On one of my many craft blogs (Petite Purls), the author mentioned two crafter-extraordinairs (Larissa Brown and Stevanie )who are teaming up together to self-publish an e-book on dyeing yarn with farmer’s market fares and knitting patterns inspired from the shapes and textures of the bountiful produce. That’s just up my alley! I’m so excited for them.
They are using a web-based fund-raiser called Kickstarter. This platform allows creative spirits to hawk their wares to people willing to pledge micro-venture capital if enough people support them. So in this case, they have decided they need to raise $4,895 by September 27 to start this project. I’ve pledged $35- so I’m charged only if they reach they’re target goal on time. Otherwise, no skin off my back, so to speak.
I think Kickstarter is a great micro-venture capital idea. The brains behind the Farmer’s Market Dye & Design project are promising different rates of return depending on the initial investment. For example, I will get a copy of the e-book and access to additional content on the project blog (like a member’s only club). If I pledged $75 or more, I would get some yarn dyed using the techniques they talk about in the book. If I pledged $1,000 or more, they would design and knit a sweater just for me. You get the idea. The difference between this and other venture capitalists is there is no promise of future royalties- but I’m cool wid’dat, yo.
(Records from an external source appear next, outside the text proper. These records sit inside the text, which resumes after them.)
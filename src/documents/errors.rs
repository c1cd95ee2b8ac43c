//! # Document Errors

use thiserror::Error;

use super::document::DocumentId;

/// Result type for document registry operations
pub type DocumentResult<T> = Result<T, DocumentError>;

/// Document resolution errors
#[derive(Debug, Clone, Error)]
pub enum DocumentError {
    #[error("Document not found: {0}")]
    NotFound(DocumentId),

    #[error("Invalid document id: {0}")]
    InvalidId(String),

    #[error("Failed to read document {0}: {1}")]
    Io(DocumentId, String),

    #[error("Malformed document {0}: {1}")]
    Malformed(DocumentId, String),

    #[error("Internal error: {0}")]
    Internal(String),
}

impl DocumentError {
    /// Get HTTP status code
    pub fn status_code(&self) -> u16 {
        match self {
            DocumentError::NotFound(_) => 404,
            DocumentError::InvalidId(_) => 400,
            DocumentError::Io(_, _) => 500,
            DocumentError::Malformed(_, _) => 500,
            DocumentError::Internal(_) => 500,
        }
    }
}
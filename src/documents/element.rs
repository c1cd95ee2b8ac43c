//! # Element
//!
//! A node of a document's layout tree (section, column, widget, ...).
//!
//! Only `id`, `elType` and the child list are interpreted here. Every other
//! key (`settings`, `widgetType`, `isInner`, ...) is kept as an opaque JSON
//! value and written back unchanged.

use serde::{Deserialize, Serialize};
use serde_json::{Map, Value};

/// A single element with its ordered children
#[derive(Debug, Clone, PartialEq, Serialize, Deserialize)]
pub struct Element {
    /// Element id, unique within its document (assumed, not enforced)
    pub id: String,

    /// Element type, e.g. "section" or "widget"
    #[serde(rename = "elType", default, skip_serializing_if = "Option::is_none")]
    pub el_type: Option<String>,

    /// Node-local attributes, opaque to this crate
    #[serde(flatten)]
    pub attributes: Map<String, Value>,

    /// Child elements in stored order
    #[serde(default)]
    pub elements: Vec<Element>,
}

impl Element {
    /// Create a leaf element with no type and no attributes
    pub fn new(id: impl Into<String>) -> Self {
        Self {
            id: id.into(),
            el_type: None,
            attributes: Map::new(),
            elements: Vec::new(),
        }
    }

    /// Set the element type
    pub fn with_type(mut self, el_type: impl Into<String>) -> Self {
        self.el_type = Some(el_type.into());
        self
    }

    /// Set a node-local attribute
    pub fn with_attribute(mut self, key: impl Into<String>, value: Value) -> Self {
        self.attributes.insert(key.into(), value);
        self
    }

    /// Replace the children
    pub fn with_children(mut self, children: Vec<Element>) -> Self {
        self.elements = children;
        self
    }

    /// Child elements
    pub fn children(&self) -> &[Element] {
        &self.elements
    }

    pub fn is_leaf(&self) -> bool {
        self.elements.is_empty()
    }
}

#[cfg(test)]
mod tests {
    use super::*;
    use serde_json::json;

    #[test]
    fn test_deserialize_keeps_opaque_attributes() {
        let raw = json!({
            "id": "b",
            "elType": "widget",
            "widgetType": "heading",
            "settings": {"title": "Hello"},
            "elements": []
        });

        let element: Element = serde_json::from_value(raw.clone()).unwrap();
        assert_eq!(element.id, "b");
        assert_eq!(element.el_type.as_deref(), Some("widget"));
        assert_eq!(element.attributes["widgetType"], "heading");
        assert!(element.is_leaf());

        assert_eq!(serde_json::to_value(&element).unwrap(), raw);
    }

    #[test]
    fn test_missing_children_read_as_leaf() {
        let element: Element = serde_json::from_value(json!({"id": "x"})).unwrap();
        assert!(element.is_leaf());
        assert!(element.el_type.is_none());

        let out = serde_json::to_value(&element).unwrap();
        assert_eq!(out, json!({"id": "x", "elements": []}));
    }

    #[test]
    fn test_nested_children_keep_order() {
        let element: Element = serde_json::from_value(json!({
            "id": "s",
            "elType": "section",
            "elements": [
                {"id": "c1", "elType": "column", "elements": []},
                {"id": "c2", "elType": "column", "elements": []}
            ]
        }))
        .unwrap();

        let ids: Vec<&str> = element.children().iter().map(|e| e.id.as_str()).collect();
        assert_eq!(ids, vec!["c1", "c2"]);
    }

    #[test]
    fn test_missing_id_is_rejected() {
        let result: Result<Element, _> = serde_json::from_value(json!({"elType": "section"}));
        assert!(result.is_err());
    }
}
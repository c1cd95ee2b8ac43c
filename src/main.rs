//! pagedata CLI entry point
//!
//! Parses arguments, dispatches to the CLI module, prints errors to stderr
//! and exits non-zero on failure. All logic lives in `cli`.

use pagedata::cli;

fn main() {
    if let Err(e) = cli::run() {
        eprintln!("{}", e);
        std::process::exit(1);
    }
}
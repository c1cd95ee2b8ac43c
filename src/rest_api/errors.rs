//! # REST API Errors
//!
//! Error types for the REST sub-endpoints.

use axum::http::StatusCode;
use axum::response::{IntoResponse, Response};
use axum::Json;
use serde::Serialize;
use thiserror::Error;

use crate::documents::DocumentError;

/// Result type for REST operations
pub type RestResult<T> = Result<T, RestError>;

/// REST API errors
#[derive(Debug, Clone, Error)]
pub enum RestError {
    /// Invalid request parameter
    #[error("Invalid parameter: {0}")]
    InvalidParam(String),

    /// Document registry failure, passed through unchanged
    #[error(transparent)]
    Document(#[from] DocumentError),

    /// Internal error while serving the request
    #[error("Internal error: {0}")]
    Internal(String),
}

impl RestError {
    /// Get HTTP status code for this error
    pub fn status_code(&self) -> StatusCode {
        match self {
            RestError::InvalidParam(_) => StatusCode::BAD_REQUEST,
            RestError::Document(doc_err) => StatusCode::from_u16(doc_err.status_code())
                .unwrap_or(StatusCode::INTERNAL_SERVER_ERROR),
            RestError::Internal(_) => StatusCode::INTERNAL_SERVER_ERROR,
        }
    }
}

/// Error response body
#[derive(Debug, Serialize)]
pub struct ErrorResponse {
    pub error: String,
    pub code: u16,
}

impl From<RestError> for ErrorResponse {
    fn from(err: RestError) -> Self {
        Self {
            code: err.status_code().as_u16(),
            error: err.to_string(),
        }
    }
}

impl IntoResponse for RestError {
    fn into_response(self) -> Response {
        let status = self.status_code();
        let body = Json(ErrorResponse::from(self));
        (status, body).into_response()
    }
}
I find myself very inspired by Farmer’s Markets lately. I love our cute little Grant Park Market at the Milledge Fountain, and I’ve loved our trip to the amazing Montreal Marche Jean-Talon. I wish our little market had a bit more everyday items like spices, or more reasonably priced produce like they had at the Marche. $6 for a half pint of blueberries is out of my reach; as is the $6 head of lettuce. I’m all for supporting local businesses, but I have to eat on a budget. I’m able to pick up a few items each week, and every once in a while we’re able to splurge on meat.
But the one thing that is always free at the market is inspiration. That’s what I love about it, I just walk down the aisle thinking: “ooh- that smoked meat would be perfect for Tim’s breakfast,” or “wouldn’t it be nice if there were local artists selling their crafts,” or “those bunches of carrots are amazing- love that color and shape!” So I can easily see how a trip to the Farmer’s Market turned into a year-long project for these two entrepreneurial spirits. Good for them!
So if they meet their goal, I’ll be following their progress over the next year on their blog. I hope to learn how to use natural dyes, they are the prettiest!
And while I’m learning, I’m sure I’ll be daydreaming of my own Kickstarter project. I do love to daydream…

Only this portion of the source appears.